Input records:
===============

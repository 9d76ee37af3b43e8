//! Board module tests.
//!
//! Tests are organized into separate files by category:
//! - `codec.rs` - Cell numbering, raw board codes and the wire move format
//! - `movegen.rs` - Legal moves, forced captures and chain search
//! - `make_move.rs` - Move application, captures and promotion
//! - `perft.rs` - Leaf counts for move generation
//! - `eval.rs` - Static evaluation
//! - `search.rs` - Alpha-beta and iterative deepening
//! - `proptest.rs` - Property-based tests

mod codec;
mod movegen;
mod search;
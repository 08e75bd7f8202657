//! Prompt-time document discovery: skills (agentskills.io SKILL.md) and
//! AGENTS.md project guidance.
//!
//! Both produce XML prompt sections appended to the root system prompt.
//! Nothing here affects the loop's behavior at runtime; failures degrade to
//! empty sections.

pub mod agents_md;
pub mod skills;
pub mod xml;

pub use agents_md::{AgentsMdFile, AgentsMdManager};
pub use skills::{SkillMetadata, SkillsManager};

===============

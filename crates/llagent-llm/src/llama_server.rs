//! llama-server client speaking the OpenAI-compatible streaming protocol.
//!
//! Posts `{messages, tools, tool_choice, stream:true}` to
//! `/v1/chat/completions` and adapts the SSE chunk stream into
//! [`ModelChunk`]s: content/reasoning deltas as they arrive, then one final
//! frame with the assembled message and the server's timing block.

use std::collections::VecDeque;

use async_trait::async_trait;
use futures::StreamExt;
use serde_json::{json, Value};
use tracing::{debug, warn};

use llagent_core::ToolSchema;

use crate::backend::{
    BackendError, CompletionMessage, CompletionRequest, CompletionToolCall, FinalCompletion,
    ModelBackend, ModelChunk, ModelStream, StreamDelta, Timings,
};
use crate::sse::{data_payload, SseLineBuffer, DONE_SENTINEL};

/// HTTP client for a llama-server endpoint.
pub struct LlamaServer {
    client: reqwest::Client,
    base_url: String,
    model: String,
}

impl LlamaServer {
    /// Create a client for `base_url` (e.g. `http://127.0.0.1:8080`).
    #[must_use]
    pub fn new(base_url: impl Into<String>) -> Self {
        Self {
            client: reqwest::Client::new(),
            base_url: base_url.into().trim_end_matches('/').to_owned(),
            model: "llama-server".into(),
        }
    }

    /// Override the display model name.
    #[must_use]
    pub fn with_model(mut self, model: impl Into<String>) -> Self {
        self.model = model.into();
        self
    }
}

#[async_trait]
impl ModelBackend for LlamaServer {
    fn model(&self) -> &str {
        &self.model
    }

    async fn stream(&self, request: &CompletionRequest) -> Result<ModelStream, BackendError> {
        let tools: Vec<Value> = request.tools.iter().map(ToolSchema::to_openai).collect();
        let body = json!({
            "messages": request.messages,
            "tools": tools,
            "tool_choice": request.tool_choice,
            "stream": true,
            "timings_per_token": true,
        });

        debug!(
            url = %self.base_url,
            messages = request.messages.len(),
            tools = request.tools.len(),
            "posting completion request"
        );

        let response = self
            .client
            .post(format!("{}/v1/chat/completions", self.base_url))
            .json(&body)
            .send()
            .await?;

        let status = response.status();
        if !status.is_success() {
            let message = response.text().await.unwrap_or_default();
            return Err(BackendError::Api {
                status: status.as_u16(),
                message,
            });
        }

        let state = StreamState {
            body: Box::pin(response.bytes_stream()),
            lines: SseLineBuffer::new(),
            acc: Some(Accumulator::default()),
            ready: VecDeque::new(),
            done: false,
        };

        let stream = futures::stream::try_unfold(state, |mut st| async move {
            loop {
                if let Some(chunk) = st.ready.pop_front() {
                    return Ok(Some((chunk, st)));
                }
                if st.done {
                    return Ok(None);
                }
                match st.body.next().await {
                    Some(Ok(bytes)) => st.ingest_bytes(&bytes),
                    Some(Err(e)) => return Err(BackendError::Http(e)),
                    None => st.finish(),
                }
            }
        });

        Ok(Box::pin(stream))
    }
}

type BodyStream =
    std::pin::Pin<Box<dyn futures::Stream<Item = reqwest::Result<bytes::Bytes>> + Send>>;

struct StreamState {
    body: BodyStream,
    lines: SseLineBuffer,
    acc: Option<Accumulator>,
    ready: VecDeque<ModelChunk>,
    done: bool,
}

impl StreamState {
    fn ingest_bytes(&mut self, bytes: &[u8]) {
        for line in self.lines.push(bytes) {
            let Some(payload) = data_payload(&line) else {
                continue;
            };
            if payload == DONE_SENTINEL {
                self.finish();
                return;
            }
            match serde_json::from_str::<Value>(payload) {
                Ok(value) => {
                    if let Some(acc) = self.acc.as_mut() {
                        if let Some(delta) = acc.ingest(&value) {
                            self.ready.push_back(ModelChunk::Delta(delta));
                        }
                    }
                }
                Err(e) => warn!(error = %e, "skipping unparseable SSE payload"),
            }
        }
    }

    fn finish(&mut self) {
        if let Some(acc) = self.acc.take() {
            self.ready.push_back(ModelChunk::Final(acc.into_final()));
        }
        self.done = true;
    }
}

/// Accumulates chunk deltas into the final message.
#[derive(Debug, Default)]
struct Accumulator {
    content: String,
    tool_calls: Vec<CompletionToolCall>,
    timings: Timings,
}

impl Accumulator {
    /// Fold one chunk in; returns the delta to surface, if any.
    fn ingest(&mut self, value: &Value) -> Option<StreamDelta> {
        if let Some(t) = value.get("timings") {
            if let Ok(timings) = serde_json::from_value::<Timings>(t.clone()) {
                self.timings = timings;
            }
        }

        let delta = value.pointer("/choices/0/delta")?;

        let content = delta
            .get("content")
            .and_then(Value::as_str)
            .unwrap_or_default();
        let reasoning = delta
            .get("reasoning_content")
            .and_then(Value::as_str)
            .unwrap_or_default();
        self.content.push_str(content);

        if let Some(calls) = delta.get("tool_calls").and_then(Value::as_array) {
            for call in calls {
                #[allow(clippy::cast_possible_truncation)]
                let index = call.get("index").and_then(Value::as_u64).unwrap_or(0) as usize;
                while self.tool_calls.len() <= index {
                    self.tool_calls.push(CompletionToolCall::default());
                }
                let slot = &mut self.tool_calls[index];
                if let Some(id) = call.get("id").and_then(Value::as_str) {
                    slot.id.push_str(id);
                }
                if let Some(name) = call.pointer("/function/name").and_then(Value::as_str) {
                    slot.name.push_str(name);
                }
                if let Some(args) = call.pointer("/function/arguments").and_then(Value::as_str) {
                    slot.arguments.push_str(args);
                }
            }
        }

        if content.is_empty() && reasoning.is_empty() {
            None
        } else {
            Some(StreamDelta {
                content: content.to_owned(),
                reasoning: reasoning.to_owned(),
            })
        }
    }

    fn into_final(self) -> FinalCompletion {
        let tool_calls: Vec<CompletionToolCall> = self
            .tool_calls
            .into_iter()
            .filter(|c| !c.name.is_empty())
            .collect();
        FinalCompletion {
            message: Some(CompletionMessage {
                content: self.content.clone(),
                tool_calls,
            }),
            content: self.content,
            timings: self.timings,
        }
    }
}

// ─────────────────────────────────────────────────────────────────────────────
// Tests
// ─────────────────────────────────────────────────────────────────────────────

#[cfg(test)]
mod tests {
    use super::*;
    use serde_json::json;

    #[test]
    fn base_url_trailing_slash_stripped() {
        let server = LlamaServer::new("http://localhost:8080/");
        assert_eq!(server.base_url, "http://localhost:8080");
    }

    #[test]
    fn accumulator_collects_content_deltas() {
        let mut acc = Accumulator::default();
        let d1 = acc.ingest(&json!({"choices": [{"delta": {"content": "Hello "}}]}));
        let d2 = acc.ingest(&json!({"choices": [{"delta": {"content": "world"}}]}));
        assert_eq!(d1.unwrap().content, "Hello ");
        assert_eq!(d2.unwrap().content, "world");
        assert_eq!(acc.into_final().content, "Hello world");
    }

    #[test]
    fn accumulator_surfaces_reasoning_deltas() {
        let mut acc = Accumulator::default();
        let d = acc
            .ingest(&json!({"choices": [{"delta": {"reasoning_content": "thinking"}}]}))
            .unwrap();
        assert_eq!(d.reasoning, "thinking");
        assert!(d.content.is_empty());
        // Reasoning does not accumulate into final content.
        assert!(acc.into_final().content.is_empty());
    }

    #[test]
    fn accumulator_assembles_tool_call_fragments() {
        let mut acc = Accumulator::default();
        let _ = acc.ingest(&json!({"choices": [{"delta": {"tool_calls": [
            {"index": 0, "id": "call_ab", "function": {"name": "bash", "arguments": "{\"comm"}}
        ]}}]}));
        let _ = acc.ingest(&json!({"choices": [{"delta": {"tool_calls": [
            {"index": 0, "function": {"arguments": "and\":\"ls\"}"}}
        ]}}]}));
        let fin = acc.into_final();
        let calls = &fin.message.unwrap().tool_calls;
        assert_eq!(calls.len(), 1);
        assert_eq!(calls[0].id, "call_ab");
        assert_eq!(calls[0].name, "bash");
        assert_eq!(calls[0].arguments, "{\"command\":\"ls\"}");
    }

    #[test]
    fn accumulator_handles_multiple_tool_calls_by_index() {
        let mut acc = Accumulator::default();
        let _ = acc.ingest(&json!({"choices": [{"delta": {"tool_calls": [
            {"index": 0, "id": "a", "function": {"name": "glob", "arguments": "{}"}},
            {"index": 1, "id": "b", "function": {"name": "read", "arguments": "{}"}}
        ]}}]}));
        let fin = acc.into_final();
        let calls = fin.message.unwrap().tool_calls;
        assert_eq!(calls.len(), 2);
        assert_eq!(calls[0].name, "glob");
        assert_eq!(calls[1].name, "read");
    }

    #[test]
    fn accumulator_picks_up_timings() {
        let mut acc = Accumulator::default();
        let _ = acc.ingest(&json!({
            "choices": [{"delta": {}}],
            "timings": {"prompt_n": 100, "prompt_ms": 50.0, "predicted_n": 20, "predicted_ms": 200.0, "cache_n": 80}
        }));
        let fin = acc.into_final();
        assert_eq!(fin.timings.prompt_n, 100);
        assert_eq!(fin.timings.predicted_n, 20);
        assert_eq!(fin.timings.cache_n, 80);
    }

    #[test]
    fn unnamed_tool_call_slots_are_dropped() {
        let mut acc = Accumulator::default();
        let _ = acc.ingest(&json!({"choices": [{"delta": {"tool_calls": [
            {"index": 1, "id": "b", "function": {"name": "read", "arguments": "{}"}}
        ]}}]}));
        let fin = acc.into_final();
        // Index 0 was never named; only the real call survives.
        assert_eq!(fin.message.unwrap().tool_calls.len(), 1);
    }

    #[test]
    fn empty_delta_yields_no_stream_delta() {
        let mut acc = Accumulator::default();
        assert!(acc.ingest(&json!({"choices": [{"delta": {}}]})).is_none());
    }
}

===============

Work item:
Would you please filter the lines above and copy every one that includes "search"?

Answer space:
//! - `movegen.rs` - Legal moves, forced captures and chain search
//! - `search.rs` - Alpha-beta and iterative deepening
mod search;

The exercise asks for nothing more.